Temer articula reunião; Cármen Lúcia recusa

Tânia Monteiro / Carla Araújo

26/10/2016

Fracassou ontem a tentativa do presidente Michel Temer de promover uma conciliação entre os presidentes do Supremo Tribunal Federal, ministra Cármen Lúcia, e do Senado, Renan Calheiros (PMDB-AL), em encontro que desejava realizar hoje no Palácio do Planalto.

O presidente da Câmara dos Deputados, Rodrigo Maia (DEM-RJ), também havia sido convidado para o encontro, que não será mais realizado, depois de Cármen Lúcia não confirmar sua presença a Temer.

A presidente do Supremo rebateu ontem as críticas feitas por Renan ao juiz de primeira instância Vallisney de Souza Oliveira, responsável pela Operação Métis, que prendeu integrantes da Polícia Legislativa do Senado na sexta-feira passada.

À tarde, o presidente do Senado disse que “faltou uma condenação de usurpação da competência do Supremo por um juiz de primeira instância”.

O convite do presidente da República a Cármen Lúcia foi feito por telefone. Temer estava com Renan em seu gabinete e, com a concordância do presidente do Senado, teve a iniciativa de ligar para a presidente do Supremo, a fim de convencê-la de que o encontro seria benéfico, já que poderia selar a harmonia entre os Poderes.

Cármen Lúcia, de imediato, não recusou o convite, mas afirmou que estava com “dificuldades de agenda” e que daria uma resposta mais tarde. Ontem, pelo terceiro dia consecutivo, Renan esteve com Temer.

Temer quer evitar que a crise possa atrapalhar seus planos e colocar em risco a agenda econômica no Congresso. Além da negativa de Cármen Lúcia, Temer tem um outro problema a administrar: Renan já avisou que não se senta à mesma mesa que o ministro da Justiça, Alexandre de Moraes. Originalmente, a reunião entre a cúpula dos Três Poderes estava marcada para a próxima sexta-feira, no Itamaraty, e a pauta seria segurança pública, ou seja, obrigatoriamente teria a presença de Moraes. Com isso, as duas primeiras possibilidades de encontro entre os chefes dos Poderes foram enterradas.

 

Governo. A ordem no Palácio do Planalto é de minimizar a crise. Mesmo após novos ataques de Renan a Moraes, os assessores do presidente da República avisaram ao ministro da Justiça que era para ele não revidar e tentaram colocar “panos quentes” na situação.

Moraes, que foi chamado por Renan de “chefete de polícia”, tem protagonizado polêmicas.

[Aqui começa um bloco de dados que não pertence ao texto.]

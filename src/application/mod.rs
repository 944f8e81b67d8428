//! Application layer: Controllers for the client workflows.
//!
//! Controllers are plain state machines. They never perform I/O themselves;
//! they hand out tickets for requests and accept the outcomes back, dropping
//! any outcome whose ticket has been superseded.

mod patient_detail;
mod search;
mod sequence;
mod upload;

pub use patient_detail::{DetailTicket, PatientDetailLoader, PatientLoadError};
pub use search::{SearchController, SearchTicket, MIN_QUERY_CHARS};
pub use sequence::RequestSequence;
pub use upload::{
    SubmissionTicket, SubmitRejected, UploadController, UploadState, DEFAULT_SETTLE_DELAY,
    IN_FLIGHT_PROGRESS_CAP, NO_FILE_MESSAGE,
};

No entanto, o presidente não está discutindo, neste momento, a possibilidade de substituí-lo, até mesmo pela dificuldade relatada de encontrar um nome para a pasta. Além disso, uma troca poderia criar uma nova “marola” em um momento importante de votação no Congresso.

Apesar de a reunião de hoje ter sido cancelada, Renan pode voltar a se encontrar com Temer no Planalto. Embora o governo esteja satisfeito com a proximidade de Renan do Planalto – pois precisa dele para acelerar e aprovar o PEC que limita os gastos públicos –, interlocutores de Temer demonstram receio com o comportamento considerado intempestivo do presidente do Senado.

Alguns chegam a comparar a postura de Renan à adotada pelo ex-presidente da Câmara Eduardo Cunha (PMDB-RJ), que abriu diversas frentes de guerra e acabou preso na Operação Lava Jato. Renan é investigado em 11 inquéritos no Supremo.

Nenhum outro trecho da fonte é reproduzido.